La charrue devant les boeufs

          Les frustrations des échecs référendaires de 1980 et 1995 aurait dû favoriser la remise en question des valeurs sociales prédominantes des Québécois. Mais, au contraire, pour protéger les acquis d’une minorité bruyante, les leaders politiques ont préféré promouvoir des valeurs qui maintiennent les Québécois dans la dépendance des institutions. La responsabilisation et l’autonomie des individus sont sacrifiées au profit de l’égalitarisme et du nivellement par le bas de l’ensemble de la société.

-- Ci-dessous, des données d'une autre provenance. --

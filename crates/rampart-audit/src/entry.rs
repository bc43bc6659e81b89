//! Audit entries: hash-linked, individually signed records.
//!
//! Each entry's BLAKE3 hash and Ed25519 signature cover a canonical byte
//! serialization that includes the previous entry's hash, so neither an
//! entry's content nor its position in the chain can change undetected.

use chrono::{DateTime, Utc};
use ed25519_dalek::{Signature, Signer, SigningKey, VerifyingKey};
use serde::{Deserialize, Serialize};
use std::fmt;
use uuid::Uuid;

/// `previous_hash` of the first entry in a chain.
pub const GENESIS_HASH: &str = "genesis";

/// Domain separator prepended to the canonical bytes.
const SIGNING_DOMAIN: &[u8] = b"rampart-audit-v1:";

/// Severity of an audit entry.
#[derive(Debug, Clone, Copy, PartialEq, Eq, Serialize, Deserialize)]
pub enum AuditLevel {
    Info,
    Warning,
    Error,
    /// Reserved for kill-switch activation and comparable events.
    Emergency,
}

impl fmt::Display for AuditLevel {
    fn fmt(&self, f: &mut fmt::Formatter<'_>) -> fmt::Result {
        let s = match self {
            AuditLevel::Info => "info",
            AuditLevel::Warning => "warning",
            AuditLevel::Error => "error",
            AuditLevel::Emergency => "emergency",
        };
        write!(f, "{s}")
    }
}

/// What part of the platform an entry concerns.
#[derive(Debug, Clone, Copy, PartialEq, Eq, Serialize, Deserialize)]
pub enum AuditCategory {
    System,
    RulesOfEngagement,
    Lifecycle,
    Scope,
    KillSwitch,
    Reconnaissance,
    Channel,
}

impl fmt::Display for AuditCategory {
    fn fmt(&self, f: &mut fmt::Formatter<'_>) -> fmt::Result {
        let s = match self {
            AuditCategory::System => "system",
            AuditCategory::RulesOfEngagement => "rules_of_engagement",
            AuditCategory::Lifecycle => "lifecycle",
            AuditCategory::Scope => "scope",
            AuditCategory::KillSwitch => "kill_switch",
            AuditCategory::Reconnaissance => "reconnaissance",
            AuditCategory::Channel => "channel",
        };
        write!(f, "{s}")
    }
}

/// MITRE ATT&CK reference attached to technique-bearing entries.
#[derive(Debug, Clone, PartialEq, Eq, Serialize, Deserialize)]
pub struct MitreReference {
    pub technique_id: String,
    pub tactic: String,
}

/// A finalized, signed entry in the audit chain.
#[derive(Debug, Clone, Serialize, Deserialize)]
pub struct AuditEntry {
    /// Position in the chain, dense from 0.
    pub sequence: u64,

    /// Unique entry identifier.
    pub id: Uuid,

    pub timestamp: DateTime<Utc>,
    pub level: AuditLevel,
    pub category: AuditCategory,

    /// Operator the action is attributed to.
    pub operator_id: String,

    pub summary: String,

    #[serde(default, skip_serializing_if = "Option::is_none")]
    pub details: Option<String>,

    /// Target the entry concerns, when there is one.
    #[serde(default, skip_serializing_if = "Option::is_none")]
    pub target: Option<String>,

    #[serde(default, skip_serializing_if = "Option::is_none")]
    pub mitre: Option<MitreReference>,

    /// Hash of the preceding entry, or [`GENESIS_HASH`].
    pub previous_hash: String,

    /// Hex BLAKE3 hash of the canonical bytes.
    pub entry_hash: String,

    /// Hex Ed25519 signature over the canonical bytes.
    pub signature: String,

    /// Hex public key the signature verifies under.
    pub signer_public_key: String,
}

impl AuditEntry {
    /// Canonical bytes covered by both the hash and the signature.
    ///
    /// Every field is length-prefixed and optional fields carry an
    /// explicit presence byte, so no value can impersonate an adjacent
    /// field. Includes `previous_hash` (chain position) and the signer's
    /// public key; excludes the hash and signature themselves.
    pub fn signing_data(&self) -> Vec<u8> {
        let mut data = Vec::with_capacity(256);
        data.extend_from_slice(SIGNING_DOMAIN);

        push_field(&mut data, &self.sequence.to_string());
        push_field(&mut data, &self.id.to_string());
        push_field(&mut data, &self.timestamp.to_rfc3339());
        push_field(&mut data, &self.level.to_string());
        push_field(&mut data, &self.category.to_string());
        push_field(&mut data, &self.operator_id);
        push_field(&mut data, &self.summary);
        push_optional(&mut data, self.details.as_deref());
        push_optional(&mut data, self.target.as_deref());
        match &self.mitre {
            Some(mitre) => {
                data.push(1);
                push_field(&mut data, &mitre.technique_id);
                push_field(&mut data, &mitre.tactic);
            }
            None => data.push(0),
        }
        push_field(&mut data, &self.previous_hash);
        push_field(&mut data, &self.signer_public_key);

        data
    }

    /// Recompute the content hash from the canonical bytes.
    pub fn compute_hash(&self) -> String {
        hex::encode(blake3::hash(&self.signing_data()).as_bytes())
    }

    /// Whether the stored hash matches the content.
    pub fn hash_valid(&self) -> bool {
        self.compute_hash() == self.entry_hash
    }

    /// Whether the stored signature verifies under the embedded key.
    /// Undecodable key or signature material counts as invalid.
    pub fn signature_valid(&self) -> bool {
        let Ok(key_bytes) = hex::decode(&self.signer_public_key) else {
            return false;
        };
        let Ok(key_bytes) = <[u8; 32]>::try_from(key_bytes) else {
            return false;
        };
        let Ok(key) = VerifyingKey::from_bytes(&key_bytes) else {
            return false;
        };
        let Ok(sig_bytes) = hex::decode(&self.signature) else {
            return false;
        };
        let Ok(sig_bytes) = <[u8; 64]>::try_from(sig_bytes) else {
            return false;
        };
        let sig = Signature::from_bytes(&sig_bytes);
        key.verify_strict(&self.signing_data(), &sig).is_ok()
    }
}

fn push_field(data: &mut Vec<u8>, field: &str) {
    data.extend_from_slice(&(field.len() as u64).to_le_bytes());
    data.extend_from_slice(field.as_bytes());
}

fn push_optional(data: &mut Vec<u8>, field: Option<&str>) {
    match field {
        Some(value) => {
            data.push(1);
            push_field(data, value);
        }
        None => data.push(0),
    }
}

/// The caller-supplied part of an entry, before it is bound into the chain.
///
/// Sequence, link, attribution, hash, and signature are assigned by the
/// chain at append time.
#[derive(Debug, Clone)]
pub struct EntryDraft {
    pub level: AuditLevel,
    pub category: AuditCategory,
    pub summary: String,
    pub details: Option<String>,
    pub target: Option<String>,
    pub mitre: Option<MitreReference>,
}

impl EntryDraft {
    pub fn new(level: AuditLevel, category: AuditCategory, summary: impl Into<String>) -> Self {
        Self {
            level,
            category,
            summary: summary.into(),
            details: None,
            target: None,
            mitre: None,
        }
    }

    pub fn details(mut self, details: impl Into<String>) -> Self {
        self.details = Some(details.into());
        self
    }

    pub fn target(mut self, target: impl Into<String>) -> Self {
        self.target = Some(target.into());
        self
    }

    pub fn mitre(mut self, technique_id: impl Into<String>, tactic: impl Into<String>) -> Self {
        self.mitre = Some(MitreReference {
            technique_id: technique_id.into(),
            tactic: tactic.into(),
        });
        self
    }

    /// Bind the draft into the chain: assign position and link, then hash
    /// and sign the canonical bytes.
    pub(crate) fn finalize(
        self,
        sequence: u64,
        previous_hash: String,
        operator_id: &str,
        key: &SigningKey,
    ) -> AuditEntry {
        let mut entry = AuditEntry {
            sequence,
            id: Uuid::new_v4(),
            timestamp: Utc::now(),
            level: self.level,
            category: self.category,
            operator_id: operator_id.to_string(),
            summary: self.summary,
            details: self.details,
            target: self.target,
            mitre: self.mitre,
            previous_hash,
            entry_hash: String::new(),
            signature: String::new(),
            signer_public_key: hex::encode(key.verifying_key().to_bytes()),
        };
        let data = entry.signing_data();
        entry.entry_hash = hex::encode(blake3::hash(&data).as_bytes());
        entry.signature = hex::encode(key.sign(&data).to_bytes());
        entry
    }
}
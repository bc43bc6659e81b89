//! Rules of Engagement documents — the authorization root of an engagement.
//!
//! Every action the platform takes is ultimately justified by one signed
//! document: a time-boxed grant naming the operators, networks, domains,
//! and techniques a client has authorized. This crate owns that document's
//! model and its fail-closed acceptance pipeline.
//!
//! ## Invariants
//!
//! - **Signature-first**: no field of an unverified document is trusted;
//!   signature verification runs before any other check.
//! - **No partial acceptance**: a document that fails any check is rejected
//!   whole, and nothing downstream observes it.
//! - **Wall-clock re-validation**: acceptance is not a permanent fact; the
//!   validity window is re-checked by callers on every governed action via
//!   [`RulesOfEngagement::window_active`].

pub mod document;
pub mod error;
pub mod loader;

pub use document::{RoeSummary, RulesOfEngagement};
pub use error::LoadError;
pub use loader::{load, validate};
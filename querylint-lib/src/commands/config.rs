use crate::Result;
use crate::backend::{ClientOptions, RetryPolicy};
use camino::{Utf8Path, Utf8PathBuf};
use core::time::Duration;
use ohno::{IntoAppError, app_err};
use serde::{Deserialize, Serialize};
use std::fs;
use std::io;
use url::Url;

/// The default configuration TOML content, embedded from `default_config.toml`
pub const DEFAULT_CONFIG_TOML: &str = include_str!("../../default_config.toml");

/// File name looked up in the working directory when no `--config` is given.
pub const CONFIG_FILE_NAME: &str = "querylint.toml";

#[derive(Debug, Deserialize, Serialize)]
#[serde(deny_unknown_fields)]
pub struct Config {
    /// Root URL of the metrics API
    #[serde(default = "default_site")]
    pub site: String,

    /// How far back each validation query looks
    #[serde(default = "default_query_window", with = "humantime_serde")]
    pub query_window: Duration,

    /// Timeout for a single HTTP request
    #[serde(default = "default_request_timeout", with = "humantime_serde")]
    pub request_timeout: Duration,

    /// Retries on top of the first attempt for transient failures
    #[serde(default = "default_max_retries")]
    pub max_retries: u32,

    /// Delay before the first retry, doubled for each subsequent one
    #[serde(default = "default_retry_base_delay", with = "humantime_serde")]
    pub retry_base_delay: Duration,

    /// Maximum number of metric queries in flight
    #[serde(default = "default_max_concurrent_queries")]
    pub max_concurrent_queries: usize,
}

fn default_site() -> String {
    "https://api.datadoghq.com".to_string()
}

const fn default_query_window() -> Duration {
    Duration::from_secs(60)
}

const fn default_request_timeout() -> Duration {
    Duration::from_secs(30)
}

const fn default_max_retries() -> u32 {
    3
}

const fn default_retry_base_delay() -> Duration {
    Duration::from_secs(1)
}

const fn default_max_concurrent_queries() -> usize {
    8
}

impl Config {
    /// Load configuration from a file or use defaults
    ///
    /// An explicit `config_path` must exist. Otherwise `querylint.toml` in `base_dir` is
    /// used if present.
    ///
    /// # Errors
    ///
    /// Returns an error if the file cannot be read, parsed or validated
    pub fn load(base_dir: &Utf8Path, config_path: Option<&Utf8PathBuf>) -> Result<Self> {
        let (final_path, text) = if let Some(path) = config_path {
            let text = fs::read_to_string(path).into_app_err_with(|| format!("reading querylint configuration file '{path}'"))?;
            (path.clone(), text)
        } else {
            let path = base_dir.join(CONFIG_FILE_NAME);
            match fs::read_to_string(&path) {
                Ok(text) => (path, text),
                Err(e) if e.kind() == io::ErrorKind::NotFound => {
                    log::debug!("no {CONFIG_FILE_NAME} found in '{base_dir}', using default configuration");
                    return Ok(Self::default());
                }
                Err(e) => return Err(e).into_app_err_with(|| format!("reading querylint configuration file '{path}'")),
            }
        };

        let config: Self = toml::from_str(&text).into_app_err_with(|| format!("parsing configuration file '{final_path}'"))?;
        config.validate().into_app_err_with(|| format!("validating configuration file '{final_path}'"))?;

        Ok(config)
    }

    /// Save the default configuration to a TOML file
    ///
    /// # Errors
    ///
    /// Returns an error if the file cannot be written
    pub fn save_default(output_path: &Utf8Path) -> Result<()> {
        fs::write(output_path, DEFAULT_CONFIG_TOML).into_app_err_with(|| format!("writing default configuration to {output_path}"))?;
        Ok(())
    }

    /// Validate configuration values
    ///
    /// # Errors
    ///
    /// Returns an error if the site is not a URL or a value is out of range
    fn validate(&self) -> Result<()> {
        let site = Url::parse(&self.site).into_app_err_with(|| format!("site '{}' is not a valid URL", self.site))?;
        if !matches!(site.scheme(), "http" | "https") {
            return Err(app_err!("site '{}' must use http or https", self.site));
        }

        if self.query_window.is_zero() {
            return Err(app_err!("query_window must be greater than zero"));
        }

        if self.request_timeout.is_zero() {
            return Err(app_err!("request_timeout must be greater than zero"));
        }

        if self.max_concurrent_queries == 0 {
            return Err(app_err!("max_concurrent_queries must be at least 1"));
        }

        Ok(())
    }

    /// Connection settings derived from this configuration.
    #[must_use]
    pub fn client_options(&self) -> ClientOptions {
        ClientOptions {
            site: self.site.clone(),
            query_window: self.query_window,
            request_timeout: self.request_timeout,
            retry: RetryPolicy {
                max_retries: self.max_retries,
                base_delay: self.retry_base_delay,
            },
            max_concurrent_queries: self.max_concurrent_queries,
        }
    }
}

impl Default for Config {
    fn default() -> Self {
        toml::from_str(DEFAULT_CONFIG_TOML).expect("default_config.toml should be valid TOML that deserializes to Config")
    }
}

#[cfg(test)]
mod tests {
    use super::*;

    #[test]
    fn test_default_config_is_valid() {
        let config = Config::default();
        config.validate().unwrap();
    }

    #[test]
    fn test_default_config_matches_field_defaults() {
        let from_file = Config::default();
        let from_empty: Config = toml::from_str("").unwrap();

        assert_eq!(from_file.site, from_empty.site);
        assert_eq!(from_file.query_window, from_empty.query_window);
        assert_eq!(from_file.request_timeout, from_empty.request_timeout);
        assert_eq!(from_file.max_retries, from_empty.max_retries);
        assert_eq!(from_file.retry_base_delay, from_empty.retry_base_delay);
        assert_eq!(from_file.max_concurrent_queries, from_empty.max_concurrent_queries);
    }

    #[test]
    fn test_humantime_durations() {
        let config: Config = toml::from_str("query_window = \"5m\"\nretry_base_delay = \"250ms\"").unwrap();
        assert_eq!(config.query_window, Duration::from_secs(300));
        assert_eq!(config.retry_base_delay, Duration::from_millis(250));
    }

    #[test]
    fn test_unknown_fields_are_rejected() {
        assert!(toml::from_str::<Config>("sites = \"https://api.datadoghq.eu\"").is_err());
    }

    #[test]
    fn test_validate_bad_site() {
        let config = Config { site: "api.datadoghq.com".to_string(), ..Config::default() };
        assert!(config.validate().is_err());

        let config = Config { site: "ftp://api.datadoghq.com".to_string(), ..Config::default() };
        assert!(config.validate().is_err());
    }

    #[test]
    fn test_validate_zero_window() {
        let config = Config { query_window: Duration::ZERO, ..Config::default() };
        assert!(config.validate().is_err());
    }

    #[test]
    fn test_validate_zero_timeout() {
        let config = Config { request_timeout: Duration::ZERO, ..Config::default() };
        assert!(config.validate().is_err());
    }

    #[test]
    fn test_validate_zero_concurrency() {
        let config = Config { max_concurrent_queries: 0, ..Config::default() };
        assert!(config.validate().is_err());
    }

    #[test]
    fn test_client_options() {
        let config = Config { max_retries: 7, ..Config::default() };
        let options = config.client_options();
        assert_eq!(options.site, "https://api.datadoghq.com");
        assert_eq!(options.retry.max_retries, 7);
        assert_eq!(options.retry.base_delay, Duration::from_secs(1));
        assert_eq!(options.max_concurrent_queries, 8);
    }

    #[test]
    #[cfg_attr(miri, ignore = "Miri cannot call GetTempPathW")]
    fn test_save_default_and_load() {
        let tmp = tempfile::tempdir().unwrap();
        let output_path = Utf8PathBuf::try_from(tmp.path().join("querylint.toml")).unwrap();
        Config::save_default(&output_path).unwrap();
        let loaded = Config::load(&Utf8PathBuf::try_from(tmp.path().to_path_buf()).unwrap(), Some(&output_path)).unwrap();
        loaded.validate().unwrap();
    }

    #[test]
    #[cfg_attr(miri, ignore = "Miri cannot call GetTempPathW")]
    fn test_load_finds_file_in_base_dir() {
        let tmp = tempfile::tempdir().unwrap();
        let base_dir = Utf8PathBuf::try_from(tmp.path().to_path_buf()).unwrap();
        fs::write(base_dir.join(CONFIG_FILE_NAME), "site = \"https://api.datadoghq.eu\"\n").unwrap();

        let config = Config::load(&base_dir, None).unwrap();
        assert_eq!(config.site, "https://api.datadoghq.eu");
    }

    #[test]
    #[cfg_attr(miri, ignore = "Miri cannot call GetTempPathW")]
    fn test_load_missing_config_uses_defaults() {
        let tmp = tempfile::tempdir().unwrap();
        let base_dir = Utf8PathBuf::try_from(tmp.path().to_path_buf()).unwrap();
        let config = Config::load(&base_dir, None).unwrap();
        config.validate().unwrap();
    }

    #[test]
    #[cfg_attr(miri, ignore = "Miri cannot call GetTempPathW")]
    fn test_load_missing_explicit_config_fails() {
        let tmp = tempfile::tempdir().unwrap();
        let path = Utf8PathBuf::try_from(tmp.path().join("nope.toml")).unwrap();
        assert!(Config::load(Utf8Path::new("."), Some(&path)).is_err());
    }

    #[test]
    fn test_default_config_toml_is_not_empty() {
        assert!(!DEFAULT_CONFIG_TOML.is_empty());
    }
}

          La société québécoise est nécessairement le reflet des individus qui la composent. Le Québec d’aujourd’hui est à l’image des Québécois comme le réclame Marc Dean. Le Québec blâme le fédéralisme et la mondialisation pour expliquer sa piètre performance. Les Québécois blâment l’État et ses institutions pour expliquer leur immobilisme. Dans ce contexte, prôner la souveraineté du Québec équivaut à « mettre la charrue devant les boeufs ». Le Québec ne pourra accéder à la souveraineté qu’en affranchissant les Québécois de leur dépendance envers l’État. C’est une condition préalable incontournable à la souveraineté.

          Malheureusement, ce n’est pas pour demain. Changer une culture est un défi de taille qui requiert une vision politique que les politiciens carriéristes d’aujourd’hui ne semblent pas avoir.